Harvesters boosted the Prince William Sound catch of wild salmon to 3.1 million fish through July 4, with the Copper River drift district deliveries to processors rising to 469,000 fish, including 445,000 red and 13,000 Chinook, plus 11,000 chum.
The Eshamy District added another 397,000 salmon, including 331,000 red, 65,000 chum and about 1,000 humpies. In the Coghill District, the catch rose to 747,000 fish, including 717,000 chum and 30,000 sockeye. The PWS general seine harvesters had 902,000 fish, including 757,000 chum, 116,000 pink and 29,000 red, while the PWS hatchery contributed 447,000 chum and 153,000 humpies.
The statewide preliminary harvest total compiled by the Alaska Department of Fish and Game stood at 22.7 million fish, of which 15.2 million were sockeye, plus 4.9 million chum, 2.4 million pink, 130,000 Chinook and 16,000 coho.
Just 2,000 reds have been caught in the Being River drift district and another 1,000 reds in the Unakwik district.
Harvests rose dramatically in Bristol Bay, where processors have now received 10.5 million fish, led by the Nushagak District, where Peter Pan Seafoods had its harvesters on limits and Silver Bay and Ekuk Fisheries had suspended buying on the morning of July 4.
Tim Sands, an area biologist at Dillingham for ADF&G, described the sockeye run as “gangbusters” and veteran commercial harvester Robin Samuelsen said most vessels had “boatloads” of sockeyes.
“We are a long way from done here,” said Sands. Escapement for king salmon was below expectation, below average, but still within the escapement goal range, with the run a little late, but subsistence harvests of kings still strong. There is no directed commercial harvest of kings in the Nushagak district, and as for sockeyes, “I think we are still on the front end,” he said.
The cumulative Nushagak harvest stood at 5.2 million sockeyes, including a record 1.2 million salmon caught just on July 3. That was the second time this year, and in the history of the Nushagak district that the daily sockeye harvest exceeded one million reds, Sands said.
Amid the strong run of sockeyes, four vessels loaded with fish swamped in bad weather, but good Samaritans rescued all crew members, who escaped uninjured.
One of those vessels reportedly had 14,000 pounds of fish on board, way over its capacity, Sands said.
In the Westward region, harvests reached 7.3 million fish, including 4.4 million red, 2 million humpies, 851,000 chum and 9,000 king salmon. The Alaska Peninsula harvest rose to 5.7 million fish, including 3.3 million red, 1.7 million pink, 620,000 chum and 6,000 kings. Kodiak processors had received 829,000 fish, including 630,000 red, 129,000 chum, 68,000 pink and 2,000 kings, and Chignik processors received 473,000 red, 176,000 pink, 102,000 chum and 1,000 kings, for a total of 752,000 fish.

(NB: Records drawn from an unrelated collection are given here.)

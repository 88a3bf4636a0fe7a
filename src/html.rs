//! Self-contained HTML rendering of one dashboard bundle.
//!
//! KPIs and charts are rendered to static markup (inline SVG); the
//! transaction table is embedded as JSON and paginated client-side.

use rust_decimal::prelude::ToPrimitive;
use rust_decimal::Decimal;
use serde::Serialize;

use crate::fmt::DisplayFormat;
use crate::models::FilterSelection;
use crate::presentation::{describe_selection, BarChartSpec, Dashboard, Orientation, TableRow};

#[derive(Serialize)]
struct PageData<'a> {
    page_size: usize,
    decimal_separator: &'a str,
    thousands_separator: &'a str,
    rows: &'a [TableRow],
}

pub fn escape(s: &str) -> String {
    let mut out = String::with_capacity(s.len());
    for c in s.chars() {
        match c {
            '&' => out.push_str("&amp;"),
            '<' => out.push_str("&lt;"),
            '>' => out.push_str("&gt;"),
            '"' => out.push_str("&quot;"),
            '\'' => out.push_str("&#39;"),
            _ => out.push(c),
        }
    }
    out
}

/// Serialize for embedding inside a `<script>` element.
fn script_json<T: Serialize>(value: &T) -> String {
    serde_json::to_string(value)
        .unwrap_or_else(|_| "null".to_string())
        .replace("</", "<\\/")
}

fn ratio(value: Decimal, max: Decimal) -> f64 {
    if max.is_zero() {
        return 0.0;
    }
    (value.abs() / max).to_f64().unwrap_or(0.0).clamp(0.0, 1.0)
}

fn horizontal_svg(chart: &BarChartSpec, fmt: &DisplayFormat) -> String {
    if chart.bars.is_empty() {
        return r#"<p class="empty">No data for this selection.</p>"#.to_string();
    }
    let row_h = 28.0;
    let label_w = 180.0;
    let plot_w = 320.0;
    let height = row_h * chart.bars.len() as f64 + 10.0;
    let max = chart.max_value();
    let mut svg = format!(
        r#"<svg viewBox="0 0 {w} {height}" width="100%" role="img" aria-label="{title}">"#,
        w = label_w + plot_w + 110.0,
        title = escape(&chart.title)
    );
    for (i, bar) in chart.bars.iter().enumerate() {
        let y = i as f64 * row_h + 5.0;
        let w = ratio(bar.value, max) * plot_w;
        svg.push_str(&format!(
            r#"<text x="{lx}" y="{ty}" text-anchor="end" class="lbl">{label}</text><rect x="{label_w}" y="{y}" width="{w:.1}" height="{bh}" class="bar{neg}"/><text x="{vx:.1}" y="{ty}" class="val">{value}</text>"#,
            lx = label_w - 8.0,
            ty = y + row_h * 0.6,
            label = escape(&bar.label),
            bh = row_h - 8.0,
            neg = if bar.value.is_sign_negative() { " neg" } else { "" },
            vx = label_w + w + 6.0,
            value = escape(&fmt.money(bar.value)),
        ));
    }
    svg.push_str("</svg>");
    svg
}

fn vertical_svg(chart: &BarChartSpec, fmt: &DisplayFormat) -> String {
    let col_w = 44.0;
    let plot_h = 220.0;
    let width = col_w * chart.bars.len() as f64 + 10.0;
    let max = chart.max_value();
    let mut svg = format!(
        r#"<svg viewBox="0 0 {width} {h}" width="100%" role="img" aria-label="{title}">"#,
        h = plot_h + 40.0,
        title = escape(&chart.title)
    );
    for (i, bar) in chart.bars.iter().enumerate() {
        let x = i as f64 * col_w + 8.0;
        let h = ratio(bar.value, max) * plot_h;
        svg.push_str(&format!(
            r#"<g><title>{label}: {value}</title><rect x="{x}" y="{y:.1}" width="{bw}" height="{h:.1}" class="bar{neg}"/><text x="{tx}" y="{ly}" text-anchor="middle" class="lbl">{label}</text></g>"#,
            label = escape(&bar.label),
            value = if bar.empty {
                "no rows".to_string()
            } else {
                escape(&fmt.money(bar.value))
            },
            y = plot_h - h + 10.0,
            bw = col_w - 10.0,
            neg = if bar.value.is_sign_negative() { " neg" } else { "" },
            tx = x + (col_w - 10.0) / 2.0,
            ly = plot_h + 28.0,
        ));
    }
    svg.push_str("</svg>");
    svg
}

fn chart_svg(chart: &BarChartSpec, fmt: &DisplayFormat) -> String {
    match chart.orientation {
        Orientation::Horizontal => horizontal_svg(chart, fmt),
        Orientation::Vertical => vertical_svg(chart, fmt),
    }
}

/// Render the full page for `view`.
pub fn generate(
    view: &Dashboard,
    selection: &FilterSelection,
    fmt: &DisplayFormat,
    page_size: usize,
) -> String {
    let data = PageData {
        page_size: page_size.max(1),
        decimal_separator: &fmt.decimal_separator,
        thousands_separator: &fmt.thousands_separator,
        rows: &view.table,
    };
    format!(
        r##"<!DOCTYPE html>
<html lang="en">
<head>
<meta charset="utf-8">
<title>Finboard &mdash; {selection}</title>
<style>
body {{ font-family: system-ui, sans-serif; margin: 2rem; color: #222; }}
h1 {{ text-align: center; }}
.filters {{ color: #666; text-align: center; margin-bottom: 1.5rem; }}
.kpis {{ display: flex; gap: 1rem; margin-bottom: 1.5rem; }}
.card {{ border: 1px solid #ddd; border-radius: 6px; min-width: 12rem; }}
.card h2 {{ font-size: .9rem; margin: 0; padding: .5rem .75rem; background: #f5f5f5; border-bottom: 1px solid #ddd; }}
.card p {{ font-size: 1.3rem; margin: .75rem; }}
.charts {{ display: flex; gap: 2rem; }}
.charts section {{ flex: 1; }}
.bar {{ fill: #3b73b9; }}
.bar.neg {{ fill: #c0392b; }}
.lbl, .val {{ font-size: 12px; fill: #333; }}
.empty {{ color: #888; }}
table {{ border-collapse: collapse; width: 100%; }}
th, td {{ border-bottom: 1px solid #eee; padding: .35rem .6rem; text-align: left; }}
td.num {{ text-align: right; font-variant-numeric: tabular-nums; }}
.pager {{ margin-top: .75rem; display: flex; gap: .75rem; align-items: center; }}
</style>
</head>
<body>
<h1>Finboard</h1>
<div class="filters">{selection}</div>
<div class="kpis">
<div class="card"><h2>Receipts</h2><p>{receipts}</p></div>
<div class="card"><h2>Payments</h2><p>{payments}</p></div>
<div class="card"><h2>Margin</h2><p>{margin}</p></div>
</div>
<div class="charts">
<section><h3>{category_title}</h3>{category_svg}</section>
<section><h3>{month_title}</h3>{month_svg}</section>
</div>
<hr>
<h3>Transactions</h3>
<table>
<thead><tr><th>Date</th><th>Kind</th><th>Supplier</th><th>Account Category</th><th>Value</th></tr></thead>
<tbody id="rows"></tbody>
</table>
<div class="pager"><button id="prev">&larr;</button><span id="pos"></span><button id="next">&rarr;</button></div>
<script id="data" type="application/json">{data}</script>
<script>
const data = JSON.parse(document.getElementById('data').textContent);
let page = 0;
const pages = Math.max(1, Math.ceil(data.rows.length / data.page_size));
function esc(s) {{
  return String(s ?? '').replace(/[&<>"']/g, c => ({{'&':'&amp;','<':'&lt;','>':'&gt;','"':'&quot;',"'":'&#39;'}})[c]);
}}
function amount(v) {{
  const [i, d] = Math.abs(v).toFixed(2).split('.');
  const grouped = i.replace(/\B(?=(\d{{3}})+(?!\d))/g, data.thousands_separator);
  return (v < 0 ? '-' : '') + grouped + data.decimal_separator + d;
}}
function render() {{
  const start = page * data.page_size;
  document.getElementById('rows').innerHTML = data.rows.slice(start, start + data.page_size).map(r =>
    `<tr><td>${{esc(r.date)}}</td><td>${{esc(r.kind)}}</td><td>${{esc(r.supplier)}}</td><td>${{esc(r.category)}}</td><td class="num">${{amount(r.value)}}</td></tr>`
  ).join('');
  document.getElementById('pos').textContent = `Page ${{page + 1}} of ${{pages}} (${{data.rows.length}} rows)`;
}}
document.getElementById('prev').onclick = () => {{ if (page > 0) {{ page--; render(); }} }};
document.getElementById('next').onclick = () => {{ if (page < pages - 1) {{ page++; render(); }} }};
render();
</script>
</body>
</html>
"##,
        selection = escape(&describe_selection(selection)),
        receipts = escape(&view.kpis.receipts),
        payments = escape(&view.kpis.payments),
        margin = escape(&view.kpis.margin),
        category_title = escape(&view.category_chart.title),
        category_svg = chart_svg(&view.category_chart, fmt),
        month_title = escape(&view.month_chart.title),
        month_svg = chart_svg(&view.month_chart, fmt),
        data = script_json(&data),
    )
}

#[cfg(test)]
mod tests {
    use super::*;
    use crate::models::RecordKind;
    use crate::presentation::{ChartBar, KpiStrings};
    use crate::reports::Kpis;
    use rust_decimal_macros::dec;

    fn view() -> Dashboard {
        Dashboard {
            year: Some(2023),
            kpis: KpiStrings {
                receipts: "$1,000.00".into(),
                payments: "$400.00".into(),
                margin: "$600.00".into(),
            },
            totals: Kpis {
                receipts: dec!(1000),
                payments: dec!(400),
                margin: dec!(600),
            },
            category_chart: BarChartSpec {
                title: "Value by Category".into(),
                orientation: Orientation::Horizontal,
                category_axis: "Account Category".into(),
                value_axis: "Value".into(),
                bars: vec![ChartBar {
                    label: "R&D <lab>".into(),
                    value: dec!(400),
                    empty: false,
                }],
            },
            month_chart: BarChartSpec {
                title: "Monthly Total - 2023".into(),
                orientation: Orientation::Vertical,
                category_axis: "Month".into(),
                value_axis: "Value".into(),
                bars: vec![ChartBar {
                    label: "Mar".into(),
                    value: dec!(1400),
                    empty: false,
                }],
            },
            table: vec![TableRow {
                date: "01/03/2023".into(),
                kind: RecordKind::Payment,
                supplier: Some("</script><b>".into()),
                category: None,
                value: dec!(400),
            }],
        }
    }

    #[test]
    fn test_escape() {
        assert_eq!(escape(r#"<a href="x">&'"#), "&lt;a href=&quot;x&quot;&gt;&amp;&#39;");
    }

    #[test]
    fn test_generate_embeds_kpis_and_charts() {
        let html = generate(
            &view(),
            &FilterSelection::for_year(2023),
            &DisplayFormat::default(),
            10,
        );
        assert!(html.starts_with("<!DOCTYPE html>"));
        assert!(html.contains("$1,000.00"));
        assert!(html.contains("Monthly Total - 2023"));
        assert!(html.contains("R&amp;D &lt;lab&gt;"));
        assert!(html.contains(r#""page_size":10"#));
    }

    #[test]
    fn test_embedded_json_cannot_close_script() {
        let html = generate(
            &view(),
            &FilterSelection::for_year(2023),
            &DisplayFormat::default(),
            10,
        );
        assert!(!html.contains("</script><b>"));
        assert!(html.contains(r"<\/script><b>"));
    }

    #[test]
    fn test_empty_category_chart_message() {
        let mut v = view();
        v.category_chart.bars.clear();
        let html = generate(&v, &FilterSelection::for_year(2023), &DisplayFormat::default(), 10);
        assert!(html.contains("No data for this selection."));
    }
}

Cook Inlet harvesters brought in 270,000 fish, including 253,000 sockeye, 8,000 chum, 6,000 pink and 3,000 kings. On the lower Yukon, delivers totally 204,000 keta salmon and the Upper Yukon had another 31,000 chum.
Fred Meyer stores in the Anchorage area were offering fresh whole Alaska sockeye salmon for $7.99 a pound and Costco stores had fresh wild Alaska sockeye fillets for $11.99 a pound. Pike Place Fish Market in Seattle had those fillets for $20.99 a pound and whole sockeyes for $64.95 per fish.